TASK TO CARRY OUT -> The answer should be one number: how many lines in the records below contain the word "through".

:: INPUT DATA

//! Error taxonomy (spec'd in four tiers):
//!
//! - Expected negative outcomes (disabled event, full buffer, exhausted
//!   budget, oversized payload) are never errors — callers get `bool` or
//!   `Option`.
//! - Soft errors (short writes, sink failures) are recorded on the
//!   session and surface only through `Session::has_errors` /
//!   `disable()`; producers never see them.
//! - Invariant violations panic in debug builds and abort in release
//!   (`debug_assert!`/`assert!` at the call site, not a `Result`).
//! - Startup/resource failures (can't open the output file, can't map a
//!   buffer) are the only thing this module models explicitly.

use std::fmt;

/// A setup-time failure: opening a sink, mapping a buffer, spawning the
/// streaming thread. Surfaced to the caller of `facade::enable`, never to
/// a producer thread.
#[derive(Debug)]
pub enum SetupError {
    Io(std::io::Error),
    TooManySessions,
    InvalidProviderConfig(String),
}

impl fmt::Display for SetupError {
    fn fmt(&self, f: &mut fmt::Formatter<'_>) -> fmt::Result {
        match self {
            SetupError::Io(e) => write!(f, "i/o error: {e}"),
            SetupError::TooManySessions => write!(f, "no free session slot (max 64)"),
            SetupError::InvalidProviderConfig(s) => write!(f, "invalid provider config: {s}"),
        }
    }
}

impl std::error::Error for SetupError {
    fn source(&self) -> Option<&(dyn std::error::Error + 'static)> {
        match self {
            SetupError::Io(e) => Some(e),
            _ => None,
        }
    }
}

impl From<std::io::Error> for SetupError {
    fn from(e: std::io::Error) -> Self {
        SetupError::Io(e)
    }
}

pub type SetupResult<T> = Result<T, SetupError>;
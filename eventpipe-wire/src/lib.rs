//! Closed-set wire constants for the NetTrace v4 stream: tag bytes, block
//! type names, parameter type codes, and the small set of session/format
//! enums an external reader needs to make sense of the byte stream.
//!
//! Kept dependency-free beyond `bytemuck` (for the fixed-layout guard
//! structs) and an optional `serde` derive so a CLI or test harness can
//! round-trip these types through JSON/TOML without pulling the whole
//! engine in.

#![forbid(unsafe_code)]

#[cfg(feature = "serde")]
use serde::{Deserialize, Serialize};

pub const NETTRACE_MAGIC: &[u8; 8] = b"Nettrace";
pub const FAST_SERIALIZATION_SIGNATURE: &str = "!FastSerialization.1";

pub const BUFFER_HEADER_MAGIC: [u8; 8] = *b"EPBFSTRT";
pub const BUFFER_FOOTER_MAGIC: [u8; 8] = *b"EPBFEND!";
pub const BUFFER_FOOTER_SALT: [u8; 8] = *b"EPBFSALT";

/// Type-name strings used as the FastSerializer object descriptor for each
/// concrete block / object kind. These are what a reader matches on to
/// decide how to parse an object's body.
pub mod type_names {
    pub const TRACE: &str = "Trace";
    pub const EVENT_BLOCK: &str = "EventBlock";
    pub const METADATA_BLOCK: &str = "MetadataBlock";
    pub const STACK_BLOCK: &str = "StackBlock";
    pub const SEQUENCE_POINT_BLOCK: &str = "SPBlock";
}

/// FastSerializer tag bytes. Values are wire-binding.
#[repr(u8)]
#[derive(Debug, Clone, Copy, PartialEq, Eq)]
pub enum Tag {
    NullReference = 1,
    ObjectReference = 2,
    BeginObject = 4,
    BeginPrivateObject = 5,
    EndObject = 6,
    Byte = 8,
    Int16 = 9,
    Int32 = 10,
    Int64 = 11,
    SkipRegion = 12,
    String = 13,
    Blob = 14,
}

/// Parameter type codes used in event metadata blobs. Closed set,
/// wire-binding.
#[repr(u32)]
#[derive(Debug, Clone, Copy, PartialEq, Eq)]
pub enum ParameterTypeCode {
    Empty = 0,
    Object = 1,
    DbNull = 2,
    Boolean = 3,
    Char = 4,
    SByte = 5,
    Byte = 6,
    Int16 = 7,
    UInt16 = 8,
    Int32 = 9,
    UInt32 = 10,
    Int64 = 11,
    UInt64 = 12,
    Single = 13,
    Double = 14,
    Decimal = 15,
    DateTime = 16,
    Guid = 17,
    String = 18,
    Array = 19,
}

/// Optional metadata v2 tag kinds.
#[repr(u8)]
#[derive(Debug, Clone, Copy, PartialEq, Eq)]
pub enum MetadataTag {
    Opcode = 1,
    Parameters = 2,
}

#[derive(Debug, Clone, Copy, PartialEq, Eq, Hash)]
#[cfg_attr(feature = "serde", derive(Serialize, Deserialize))]
pub enum SessionType {
    File,
    Listener,
    IpcStream,
    FileStream,
    Synchronous,
}

#[derive(Debug, Clone, Copy, PartialEq, Eq, Hash)]
#[cfg_attr(feature = "serde", derive(Serialize, Deserialize))]
pub enum SerializationFormat {
    NetPerfV3,
    NetTraceV4,
}

impl Default for SerializationFormat {
    fn default() -> Self {
        SerializationFormat::NetTraceV4
    }
}

/// Severity levels, coarse filter alongside keywords. 0..=5 per spec.
#[repr(u32)]
#[derive(Debug, Clone, Copy, PartialEq, Eq, PartialOrd, Ord)]
#[cfg_attr(feature = "serde", derive(Serialize, Deserialize))]
pub enum Level {
    LogAlways = 0,
    Critical = 1,
    Error = 2,
    Warning = 3,
    Informational = 4,
    Verbose = 5,
}

pub const KEYWORDS_ALL: u64 = 0xFFFF_FFFF_FFFF_FFFF;
pub const CATCH_ALL_PROVIDER_NAME: &str = "*";

/// How defensively a Buffer's guard header/footer are written and checked.
/// `None` writes nothing; `Header` writes and validates the magic bytes;
/// `Full` additionally makes the region read-only after conversion.
#[derive(Debug, Clone, Copy, PartialEq, Eq, PartialOrd, Ord)]
#[cfg_attr(feature = "serde", derive(Serialize, Deserialize))]
pub enum GuardLevel {
    None,
    Header,
    Full,
}

/// Fixed 32-byte region written at the start of every guarded Buffer.
/// Populated once at allocation and never touched again by the writer.
#[repr(C)]
#[derive(Debug, Clone, Copy, bytemuck::Pod, bytemuck::Zeroable)]
pub struct BufferHeaderLayout {
    pub magic: [u8; 8],
    pub creation_timestamp: i64,
    pub writer_thread_id: u64,
    pub first_event_sequence_number: u32,
    pub _padding: u32,
}

/// Fixed 32-byte region written at the end of every guarded Buffer's
/// reserved capacity, checked on every write when `GuardLevel::Full`.
#[repr(C)]
#[derive(Debug, Clone, Copy, bytemuck::Pod, bytemuck::Zeroable)]
pub struct BufferFooterLayout {
    pub magic: [u8; 8],
    pub inverted_magic: [u8; 8],
    pub checksum: u64,
    pub filler: [u8; 8],
}

impl BufferFooterLayout {
    pub fn checksum_for(timestamp: i64, writer_thread_id: u64, sequence_number: u64) -> u64 {
        let salt = u64::from_le_bytes(BUFFER_FOOTER_SALT);
        (timestamp as u64) ^ writer_thread_id ^ sequence_number ^ salt
    }
}

#[cfg(test)]
mod tests {
    use super::*;

    #[test]
    fn footer_layout_is_32_bytes() {
        assert_eq!(std::mem::size_of::<BufferFooterLayout>(), 32);
    }

    #[test]
    fn tag_values_are_wire_binding() {
        assert_eq!(Tag::NullReference as u8, 1);
        assert_eq!(Tag::Blob as u8, 14);
    }

    #[test]
    fn parameter_type_codes_are_wire_binding() {
        assert_eq!(ParameterTypeCode::Empty as u32, 0);
        assert_eq!(ParameterTypeCode::Array as u32, 19);
    }
}
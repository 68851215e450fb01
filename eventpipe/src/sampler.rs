//! The sample-profiler thread (§2, §5 "a dedicated sample-profiler thread
//! exists when any session subscribes to the sampler"). Target-thread
//! enumeration and stack walking are explicit external collaborators
//! (§1 Non-goals); this module only owns the sampling loop and the
//! contract (`ThreadEnumerator`) an embedder plugs a real one into.

use std::sync::atomic::{AtomicBool, Ordering};
use std::sync::{Arc, Mutex};
use std::thread::JoinHandle;
use std::time::Duration;

use crate::clock;
use crate::ids::ActivityId;
use crate::provider::Event;

pub const DEFAULT_SAMPLING_INTERVAL: Duration = Duration::from_millis(1);

/// One target thread's state at the moment it was sampled.
pub struct ThreadSample {
    pub os_tid: u64,
    pub stack: Vec<u64>,
}

/// External collaborator supplying the set of threads to sample and
/// their current call stacks. The real implementation (walking every
/// OS thread in the process) lives outside this crate; the default here
/// only samples the calling thread with a synthetic one-frame stack, so
/// the profiler loop and its shutdown handshake can be exercised without
/// a platform-specific stack walker.
pub trait ThreadEnumerator: Send + Sync {
    fn sample(&self) -> Vec<ThreadSample>;
}

pub struct SingleThreadEnumerator;

impl ThreadEnumerator for SingleThreadEnumerator {
    fn sample(&self) -> Vec<ThreadSample> {
        vec![ThreadSample {
            os_tid: clock::current_thread_id(),
            stack: vec![0],
        }]
    }
}

/// What the profiler hands back for each sampled thread; the caller
/// (normally the facade) turns this into a `write_event` call against
/// whichever sessions subscribed to the sampler event.
pub type SampleSink = Arc<dyn Fn(&Arc<Event>, ActivityId, u64, i64, &[u64]) + Send + Sync>;

pub struct SampleProfiler {
    event: Arc<Event>,
    enumerator: Box<dyn ThreadEnumerator>,
    interval: Mutex<Duration>,
    running: AtomicBool,
    handle: Mutex<Option<JoinHandle<()>>>,
}

impl SampleProfiler {
    pub fn new(event: Arc<Event>, enumerator: Box<dyn ThreadEnumerator>) -> Arc<SampleProfiler> {
        Arc::new(SampleProfiler {
            event,
            enumerator,
            interval: Mutex::new(DEFAULT_SAMPLING_INTERVAL),
            running: AtomicBool::new(false),
            handle: Mutex::new(None),
        })
    }

    pub fn set_interval(&self, interval: Duration) {
        *self.interval.lock().unwrap() = interval;
    }

    pub fn is_running(&self) -> bool {
        self.running.load(Ordering::Acquire)
    }

    /// Spawns the sampling thread if it isn't already running. Idempotent.
    pub fn start(self: &Arc<Self>, emit: SampleSink) {
        if self.running.swap(true, Ordering::AcqRel) {
            return;
        }
        let profiler = self.clone();
        let handle = std::thread::spawn(move || profiler.run(emit));
        *self.handle.lock().unwrap() = Some(handle);
    }

    fn run(self: Arc<Self>, emit: SampleSink) {
        while self.running.load(Ordering::Acquire) {
            if self.event.enabled_mask() != 0 {
                let timestamp = clock::now();
                for sample in self.enumerator.sample() {
                    (*emit)(&self.event, ActivityId::NIL, sample.os_tid, timestamp, &sample.stack);
                }
            }
            std::thread::sleep(*self.interval.lock().unwrap());
        }
    }

    /// Stops the sampling thread and joins it. Idempotent.
    pub fn stop(&self) {
        if self.running.swap(false, Ordering::AcqRel) {
            if let Some(handle) = self.handle.lock().unwrap().take() {
                let _ = handle.join();
            }
        }
    }
}

#[cfg(test)]
mod tests {
    use super::*;
    use crate::provider::Provider;
    use eventpipe_wire::Level;
    use std::sync::Mutex as StdMutex;

    fn make_event() -> Arc<Event> {
        let provider = Provider::new("EventPipeSampleProfiler", None);
        provider.add_event(1, 0x1, 1, Level::Informational, true, None)
    }

    #[test]
    fn single_thread_enumerator_samples_the_calling_thread() {
        let enumerator = SingleThreadEnumerator;
        let samples = enumerator.sample();
        assert_eq!(samples.len(), 1);
        assert_eq!(samples[0].os_tid, clock::current_thread_id());
    }

    #[test]
    fn disabled_event_produces_no_samples() {
        let event = make_event();
        let profiler = SampleProfiler::new(event.clone(), Box::new(SingleThreadEnumerator));
        profiler.set_interval(Duration::from_millis(5));
        let calls: Arc<StdMutex<u32>> = Arc::new(StdMutex::new(0));
        let calls2 = calls.clone();
        profiler.start(Arc::new(move |_event, _activity, _tid, _ts, _stack| {
            *calls2.lock().unwrap() += 1;
        }));
        std::thread::sleep(Duration::from_millis(20));
        profiler.stop();
        assert_eq!(*calls.lock().unwrap(), 0);
    }

    #[test]
    fn enabled_event_produces_samples() {
        let event = make_event();
        event.set_session_bit(0, true);
        let profiler = SampleProfiler::new(event.clone(), Box::new(SingleThreadEnumerator));
        profiler.set_interval(Duration::from_millis(2));
        let calls: Arc<StdMutex<u32>> = Arc::new(StdMutex::new(0));
        let calls2 = calls.clone();
        profiler.start(Arc::new(move |_event, _activity, _tid, _ts, _stack| {
            *calls2.lock().unwrap() += 1;
        }));
        std::thread::sleep(Duration::from_millis(30));
        profiler.stop();
        assert!(*calls.lock().unwrap() > 0);
    }

    #[test]
    fn start_is_idempotent() {
        let event = make_event();
        let profiler = SampleProfiler::new(event, Box::new(SingleThreadEnumerator));
        profiler.start(Arc::new(|_, _, _, _, _| {}));
        profiler.start(Arc::new(|_, _, _, _, _| {}));
        assert!(profiler.is_running());
        profiler.stop();
        assert!(!profiler.is_running());
    }
}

::::

ANSWER TO THIS EXERCISE -> 2